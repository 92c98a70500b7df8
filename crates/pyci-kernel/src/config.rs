//! Configuration
//!
//! - `RunnerSettings`: process-level settings read from the environment
//!   (`WORKSPACE`, `PYCI_PYTHON`, `PYCI_VENV`, `PYCI_LOG`/`RUST_LOG`).
//! - Task files: TOML or YAML `TaskSpec`s with `$VAR` / `${VAR}` expansion.
//!
//! ```toml
//! name = "unit"
//!
//! [venv]
//! path = "venv"
//!
//! [[steps]]
//! name = "tox"
//! program = "tox"
//! args = ["-r"]
//! on_failure = "continue"
//!
//! [post_action]
//! kind = "fallback-report"
//! path = "${WORKSPACE}/artifacts/junit-dummy.xml"
//! ```

use crate::error::ConfigError;
use crate::types::{PostAction, TaskSpec};
use regex::{Captures, Regex};
use std::path::{Path, PathBuf};
use std::sync::OnceLock;

/// Interpreter used when `PYCI_PYTHON` is unset
pub const DEFAULT_PYTHON: &str = "python3";
/// Venv directory used when `PYCI_VENV` is unset
pub const DEFAULT_VENV: &str = "venv";

/// Settings shared by presets and the CLI
#[derive(Debug, Clone, PartialEq, Eq)]
pub struct RunnerSettings {
    /// CI workspace directory (`$WORKSPACE`)
    pub workspace: Option<PathBuf>,
    /// Interpreter used to create the venv
    pub python: String,
    /// Venv directory
    pub venv: PathBuf,
    /// `tracing` filter directive
    pub log_filter: Option<String>,
}

impl Default for RunnerSettings {
    fn default() -> Self {
        Self {
            workspace: None,
            python: DEFAULT_PYTHON.to_string(),
            venv: PathBuf::from(DEFAULT_VENV),
            log_filter: None,
        }
    }
}

impl RunnerSettings {
    /// Read settings through `lookup`; empty values count as unset
    pub fn from_lookup(lookup: impl Fn(&str) -> Option<String>) -> Self {
        let get = |key: &str| lookup(key).filter(|v| !v.is_empty());
        let defaults = Self::default();

        Self {
            workspace: get("WORKSPACE").map(PathBuf::from),
            python: get("PYCI_PYTHON").unwrap_or(defaults.python),
            venv: get("PYCI_VENV").map_or(defaults.venv, PathBuf::from),
            log_filter: get("PYCI_LOG").or_else(|| get("RUST_LOG")),
        }
    }

    /// Read settings from the process environment
    pub fn from_env() -> Self {
        Self::from_lookup(|key| std::env::var(key).ok())
    }

    /// Variable lookup for task files
    ///
    /// `WORKSPACE` comes from the settings only, so an empty or unset
    /// workspace is undefined rather than expanding to `""`.
    pub fn lookup(&self, key: &str) -> Option<String> {
        match key {
            "WORKSPACE" => self.workspace.as_ref().map(|ws| ws.display().to_string()),
            _ => std::env::var(key).ok(),
        }
    }
}

/// Task file syntax
#[derive(Debug, Clone, Copy, PartialEq, Eq)]
pub enum TaskFormat {
    Toml,
    Yaml,
}

impl TaskFormat {
    /// Detect the format from the file extension
    pub fn from_path(path: &Path) -> Result<Self, ConfigError> {
        let ext = path
            .extension()
            .and_then(|e| e.to_str())
            .unwrap_or_default()
            .to_ascii_lowercase();
        match ext.as_str() {
            "toml" => Ok(Self::Toml),
            "yaml" | "yml" => Ok(Self::Yaml),
            _ => Err(ConfigError::UnsupportedFormat(ext)),
        }
    }
}

/// Load, parse and expand a task file
pub fn load_task_file(
    path: &Path,
    lookup: &dyn Fn(&str) -> Option<String>,
) -> Result<TaskSpec, ConfigError> {
    let format = TaskFormat::from_path(path)?;
    let text = std::fs::read_to_string(path).map_err(|e| ConfigError::io_error(path, e))?;
    let spec = parse_task(&text, format, path)?;
    expand_task(spec, lookup)
}

/// Parse task text without expanding variables
pub fn parse_task(text: &str, format: TaskFormat, origin: &Path) -> Result<TaskSpec, ConfigError> {
    match format {
        TaskFormat::Toml => {
            toml::from_str(text).map_err(|e| ConfigError::syntax_error(origin, e.to_string()))
        }
        TaskFormat::Yaml => {
            serde_yaml::from_str(text).map_err(|e| ConfigError::syntax_error(origin, e.to_string()))
        }
    }
}

/// Expand variables in every path, program, argument and env value
pub fn expand_task(
    mut spec: TaskSpec,
    lookup: &dyn Fn(&str) -> Option<String>,
) -> Result<TaskSpec, ConfigError> {
    let expand_path = |p: &Path| -> Result<PathBuf, ConfigError> {
        Ok(PathBuf::from(expand_vars(&p.to_string_lossy(), lookup)?))
    };

    if let Some(dir) = &spec.workdir {
        spec.workdir = Some(expand_path(dir)?);
    }
    if let Some(venv) = &mut spec.venv {
        venv.path = expand_path(&venv.path)?;
        venv.python = expand_vars(&venv.python, lookup)?;
    }
    for step in &mut spec.steps {
        step.program = expand_vars(&step.program, lookup)?;
        for arg in &mut step.args {
            *arg = expand_vars(arg, lookup)?;
        }
        for value in step.env.values_mut() {
            *value = expand_vars(value, lookup)?;
        }
    }
    if let Some(PostAction::FallbackReport { path, .. }) = &mut spec.post_action {
        *path = expand_path(path)?;
    }
    Ok(spec)
}

fn var_pattern() -> &'static Regex {
    static PATTERN: OnceLock<Regex> = OnceLock::new();
    PATTERN.get_or_init(|| {
        Regex::new(r"\$(?:(\$)|\{([A-Za-z_][A-Za-z0-9_]*)\}|([A-Za-z_][A-Za-z0-9_]*))")
            .expect("variable pattern is valid")
    })
}

/// Expand `$VAR` and `${VAR}`; `$$` is a literal `$`
///
/// A `$` not followed by a name is kept as-is.
pub fn expand_vars(
    input: &str,
    lookup: &dyn Fn(&str) -> Option<String>,
) -> Result<String, ConfigError> {
    if !input.contains('$') {
        return Ok(input.to_string());
    }

    let mut out = String::with_capacity(input.len());
    let mut last = 0;
    for caps in var_pattern().captures_iter(input) {
        let whole = caps.get(0).expect("group 0 always matches");
        out.push_str(&input[last..whole.start()]);
        out.push_str(&substitute(&caps, lookup)?);
        last = whole.end();
    }
    out.push_str(&input[last..]);
    Ok(out)
}

fn substitute(
    caps: &Captures<'_>,
    lookup: &dyn Fn(&str) -> Option<String>,
) -> Result<String, ConfigError> {
    if caps.get(1).is_some() {
        return Ok("$".to_string());
    }
    let name = caps
        .get(2)
        .or_else(|| caps.get(3))
        .map_or("", |m| m.as_str());
    lookup(name).ok_or_else(|| ConfigError::UndefinedVariable(name.to_string()))
}

#[cfg(test)]
mod tests {
    use super::*;
    use crate::types::{FailurePolicy, ReportTrigger};
    use proptest::prelude::*;
    use std::collections::HashMap;

    fn vars(pairs: &[(&str, &str)]) -> impl Fn(&str) -> Option<String> {
        let map: HashMap<String, String> = pairs
            .iter()
            .map(|(k, v)| ((*k).to_string(), (*v).to_string()))
            .collect();
        move |k: &str| map.get(k).cloned()
    }

    #[test]
    fn test_expand_vars_forms() {
        let lookup = vars(&[("WORKSPACE", "/ws"), ("N", "3")]);
        assert_eq!(
            expand_vars("${WORKSPACE}/artifacts", &lookup).unwrap(),
            "/ws/artifacts"
        );
        assert_eq!(expand_vars("$WORKSPACE/a-$N", &lookup).unwrap(), "/ws/a-3");
        assert_eq!(expand_vars("cost $$5", &lookup).unwrap(), "cost $5");
        assert_eq!(expand_vars("trailing $", &lookup).unwrap(), "trailing $");
    }

    #[test]
    fn test_expand_vars_undefined() {
        let err = expand_vars("${MISSING}", &vars(&[])).unwrap_err();
        assert!(matches!(err, ConfigError::UndefinedVariable(name) if name == "MISSING"));
    }

    #[test]
    fn test_settings_from_lookup() {
        let settings = RunnerSettings::from_lookup(vars(&[
            ("WORKSPACE", "/ws"),
            ("PYCI_PYTHON", "python3.12"),
            ("PYCI_VENV", ""),
            ("RUST_LOG", "debug"),
        ]));
        assert_eq!(settings.workspace, Some(PathBuf::from("/ws")));
        assert_eq!(settings.python, "python3.12");
        assert_eq!(settings.venv, PathBuf::from(DEFAULT_VENV));
        assert_eq!(settings.log_filter.as_deref(), Some("debug"));
    }

    #[test]
    fn test_empty_workspace_is_undefined_in_task_files() {
        let settings = RunnerSettings::from_lookup(vars(&[("WORKSPACE", "")]));
        assert_eq!(settings.workspace, None);
        assert_eq!(settings.lookup("WORKSPACE"), None);

        let lookup = |k: &str| settings.lookup(k);
        let err = expand_vars("${WORKSPACE}/artifacts/junit-dummy.xml", &lookup).unwrap_err();
        assert!(matches!(err, ConfigError::UndefinedVariable(name) if name == "WORKSPACE"));
    }

    #[test]
    fn test_workspace_override_is_expanded() {
        let settings = RunnerSettings {
            workspace: Some(PathBuf::from("/ci/ws")),
            ..RunnerSettings::default()
        };
        let lookup = |k: &str| settings.lookup(k);
        assert_eq!(
            expand_vars("$WORKSPACE/artifacts", &lookup).unwrap(),
            "/ci/ws/artifacts"
        );
    }

    #[test]
    fn test_pyci_log_wins_over_rust_log() {
        let settings =
            RunnerSettings::from_lookup(vars(&[("PYCI_LOG", "warn"), ("RUST_LOG", "debug")]));
        assert_eq!(settings.log_filter.as_deref(), Some("warn"));
    }

    #[test]
    fn test_format_from_path() {
        assert_eq!(TaskFormat::from_path(Path::new("ci.toml")).unwrap(), TaskFormat::Toml);
        assert_eq!(TaskFormat::from_path(Path::new("ci.YML")).unwrap(), TaskFormat::Yaml);
        assert!(matches!(
            TaskFormat::from_path(Path::new("ci.json")),
            Err(ConfigError::UnsupportedFormat(ext)) if ext == "json"
        ));
    }

    #[test]
    fn test_parse_yaml_task() {
        let yaml = r"
name: unit
venv:
  path: .venv
steps:
  - name: tox
    program: tox
    args: ['-r']
    on_failure: continue
post_action:
  kind: fallback-report
  path: ${WORKSPACE}/artifacts/junit-dummy.xml
  when: on-failure
";
        let spec = parse_task(yaml, TaskFormat::Yaml, Path::new("ci.yaml")).unwrap();
        let spec = expand_task(spec, &vars(&[("WORKSPACE", "/ws")])).unwrap();

        assert_eq!(spec.steps[0].on_failure, FailurePolicy::Continue);
        assert_eq!(spec.venv.as_ref().unwrap().python, DEFAULT_PYTHON);
        assert_eq!(
            spec.post_action,
            Some(PostAction::FallbackReport {
                path: PathBuf::from("/ws/artifacts/junit-dummy.xml"),
                when: ReportTrigger::OnFailure,
            })
        );
    }

    #[test]
    fn test_parse_reports_syntax_errors() {
        let err = parse_task("name = ", TaskFormat::Toml, Path::new("ci.toml")).unwrap_err();
        assert!(matches!(err, ConfigError::SyntaxError { .. }));
    }

    proptest! {
        #[test]
        fn prop_text_without_dollar_is_unchanged(raw in "[^$]*") {
            prop_assert_eq!(expand_vars(&raw, &vars(&[])).unwrap(), raw);
        }
    }
}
········
Which lines in the records above contain the word "FailurePolicy"? Copy each one.

● **Solution to the exercise**:
    use crate::types::{FailurePolicy, ReportTrigger};
        assert_eq!(spec.steps[0].on_failure, FailurePolicy::Continue);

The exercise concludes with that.